Agora é lei. Os advogados trabalhistas terão direito à suspensão de prazos processuais, audiências e sessões de julgamento, no período de 20 de dezembro a 20 de janeiro. O presidente da República, Michel Temer, sancionou nesta terça-feira (19) o Projeto de Lei da Câmara (PLC) 100/2017, que trata da matéria.

Juliano Costa Couto, presidente da OAB/DF, conta que a aprovação é uma reivindicação antiga da Seccional. “Todos os anos íamos ao TRT10 para solicitar a mudança. Neste ano, devido ao Novo CPC, conseguimos a mudança da resolução interna. Ter uma lei que prevê isso é uma grande vitória. Agora toda a advocacia do Brasil terá direito ao recesso”.

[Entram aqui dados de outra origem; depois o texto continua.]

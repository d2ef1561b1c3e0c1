/*
 * This Source Code Form is subject to the terms of the Mozilla Public
 * License, v. 2.0. If a copy of the MPL was not distributed with this
 * file, You can obtain one at https://mozilla.org/MPL/2.0/.
 */

//!
//! # Dashing
//!
//! `expand_dashes` turns a path into the dashes described by the `DashPattern` in the current line
//! parameters. The pattern state carries on from one segment to the next, so corners do not restart it:
//!
//! ```
//! # use flo_geometry::*;
//! #
//! let dash        = DashPattern::new(&[3.0, 2.0], 0.0, false).unwrap();
//! let state       = ImagerState::default().with_line_params(LineParams::default().with_dash(Some(dash)));
//!
//! let mut path    = Path::new();
//! path.add_point(FixedPoint::from_int(0, 0).unwrap()).unwrap();
//! path.add_line(FixedPoint::from_int(10, 0).unwrap()).unwrap();
//!
//! let dashed      = expand_dashes(&path, &state).unwrap();
//! assert!(dashed.subpath_count() == 2);
//! ```
//!

mod dash_pattern;
mod expand;

pub use self::dash_pattern::*;
pub use self::expand::*;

Para Antonio Alves, diretor-tesoureiro da OAB/DF, “a aprovação do PLC 100/2017 consolida as lutas da OAB e da Associação de Advogados Trabalhistas do DF, assegurando, de forma definitiva, o direito às férias e à desconexão. Parabéns a todos os Advogados Trabalhistas pela conquista definitiva ao direito social das férias”.

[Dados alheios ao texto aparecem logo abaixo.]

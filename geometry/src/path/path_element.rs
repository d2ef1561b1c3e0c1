/*
 * This Source Code Form is subject to the terms of the Mozilla Public
 * License, v. 2.0. If a copy of the MPL was not distributed with this
 * file, You can obtain one at https://mozilla.org/MPL/2.0/.
 */

use super::path::*;
use super::segment::*;
use crate::geo::*;
use crate::error::*;

///
/// An element produced by enumerating a path
///
#[derive(Copy, Clone, PartialEq, Eq, Debug)]
pub enum PathElement {
    MoveTo(FixedPoint),
    LineTo(FixedPoint, SegmentNotes),
    CurveTo(FixedPoint, FixedPoint, FixedPoint, SegmentNotes),
    ClosePath,
}

impl From<&Segment> for PathElement {
    fn from(segment: &Segment) -> PathElement {
        match *segment {
            Segment::Start { at }                   => PathElement::MoveTo(at),
            Segment::Line { to, notes }             => PathElement::LineTo(to, notes),
            Segment::Curve { cp1, cp2, to, notes }  => PathElement::CurveTo(cp1, cp2, to, notes),
            Segment::Close { .. }                   => PathElement::ClosePath,
        }
    }
}

impl Path {
    ///
    /// Enumerates the elements of this path in order, including a trailing moveto
    ///
    pub fn elements(&self) -> impl '_ + Iterator<Item = PathElement> {
        let trailing_move = if self.state == SubpathState::MovePending {
            self.position.map(PathElement::MoveTo)
        } else {
            None
        };

        self.storage.subpaths.iter()
            .flat_map(|subpath| subpath.segments().iter().map(PathElement::from))
            .chain(trailing_move)
    }

    ///
    /// Builds a path from a sequence of elements
    ///
    pub fn from_elements<Elements: IntoIterator<Item = PathElement>>(elements: Elements) -> Result<Path, GeometryError> {
        let mut path = Path::new();

        for element in elements {
            match element {
                PathElement::MoveTo(point)                      => path.add_point(point)?,
                PathElement::LineTo(point, notes)               => path.add_line_notes(point, notes)?,
                PathElement::CurveTo(cp1, cp2, point, notes)    => path.add_curve_notes(cp1, cp2, point, notes)?,
                PathElement::ClosePath                          => path.close_subpath()?,
            }
        }

        Ok(path)
    }
}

O presidente nacional da OAB, Claudio Lamachia, comemorou a sanção e destacou a atuação do sistema OAB. “Essa é uma grande conquista para a advocacia brasileira, obra coletiva de todos os integrantes do sistema OAB”.

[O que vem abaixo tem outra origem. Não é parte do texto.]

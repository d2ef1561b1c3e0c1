/*
 * This Source Code Form is subject to the terms of the Mozilla Public
 * License, v. 2.0. If a copy of the MPL was not distributed with this
 * file, You can obtain one at https://mozilla.org/MPL/2.0/.
 */

//!
//! # flo_geometry
//!
//! `flo_geometry` is the device-independent path, clip and stroke engine for a PostScript-style imaging
//! pipeline. Geometry is built in user space, transformed through the current matrix into fixed-point
//! device coordinates, and then reduced to something a rasterizer can fill:
//!
//! ```
//! # use flo_geometry::*;
//! #
//! let state           = ImagerState::default().with_line_width(2.0);
//! let mut path        = Path::new();
//!
//! {
//!     let mut user    = UserPath::new(&mut path, &state);
//!     user.move_to(0.0, 0.0).unwrap();
//!     user.line_to(10.0, 0.0).unwrap();
//!     user.line_to(10.0, 10.0).unwrap();
//!     user.close_path().unwrap();
//! }
//!
//! let outline         = stroke_path(&path, &state).unwrap();
//! let bounds          = outline.bounding_box().unwrap();
//! assert!(bounds.p.x.to_f64() < 0.0);
//! ```
//!
//! The main areas are:
//!
//! * `geo` and `matrix`: the fixed-point kernel (`Fixed`, `FixedPoint`, `FixedRect`, `Matrix`, `FixedMatrix`)
//! * `path`: the shared, copy-on-write path container and user-space path construction
//! * `reduce`: curve flattening and monotonizing
//! * `clip`: clip regions as rectangle lists, with fast rectangular intersection
//! * `dash` and `stroke`: dash expansion and stroke-to-fill conversion
//! * `device`: the primitives the stroker can call directly on a rasterizer
//!

#![allow(clippy::too_many_arguments)]

#[cfg(feature = "serialize")]
#[macro_use]
extern crate serde_derive;

#[macro_use]
mod test_assert;

mod consts;
pub mod clip;
pub mod dash;
pub mod device;
pub mod error;
pub mod geo;
pub mod matrix;
pub mod path;
pub mod reduce;
pub mod state;
pub mod stroke;

pub use self::clip::*;
pub use self::consts::*;
pub use self::dash::*;
pub use self::device::*;
pub use self::error::*;
pub use self::geo::*;
pub use self::matrix::*;
pub use self::path::*;
pub use self::reduce::*;
pub use self::state::*;
pub use self::stroke::*;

A OAB manteve-se ativa no acompanhamento da tramitação da proposta, atuando de perto em cada passo do percurso legislativo, desde a proposição, mantendo diálogo com parlamentares argumentando sobre a importância da proposta, que ao alterar dispositivos da CLT acompanha às disposições do novo Código de Processo Civil.

Severino Cajazeiras, conselheiro federal, destacou que a mudança representa uma conquista para a advocacia trabalhista, um anseio de toda a categoria. “Não é justo que os trabalhadores tenham férias, os magistrados, os membros do Ministério Públicos e os advogados trabalhistas, não. Para mim foi uma grande conquista da OAB, principalmente da OAB/DF, para que essa Lei se tornasse uma realidade para a advocacia a de todo o Brasil”.

Para Dino Andrade, presidente da Comissão de Direito do Trabalho, “não é de hoje que a advocacia trabalhista vem lutando para que esse recesso de um mês, que qualquer trabalhador brasileiro tem, também fosse aplicado na Justiça do Trabalho. O Novo CPC veio, trouxe o recesso para a justiça comum, mas ficou esse vácuo na Justiça do Trabalho. Nós advogados trabalhistas vemos com muitos bons olhos esse benefício trazido com a lei e vamos aproveitar o máximo possível”.

A proposta também contou com atuação da Associação dos Advogados Trabalhistas (Abrat) e da Associação dos Advogados Trabalhistas do DF.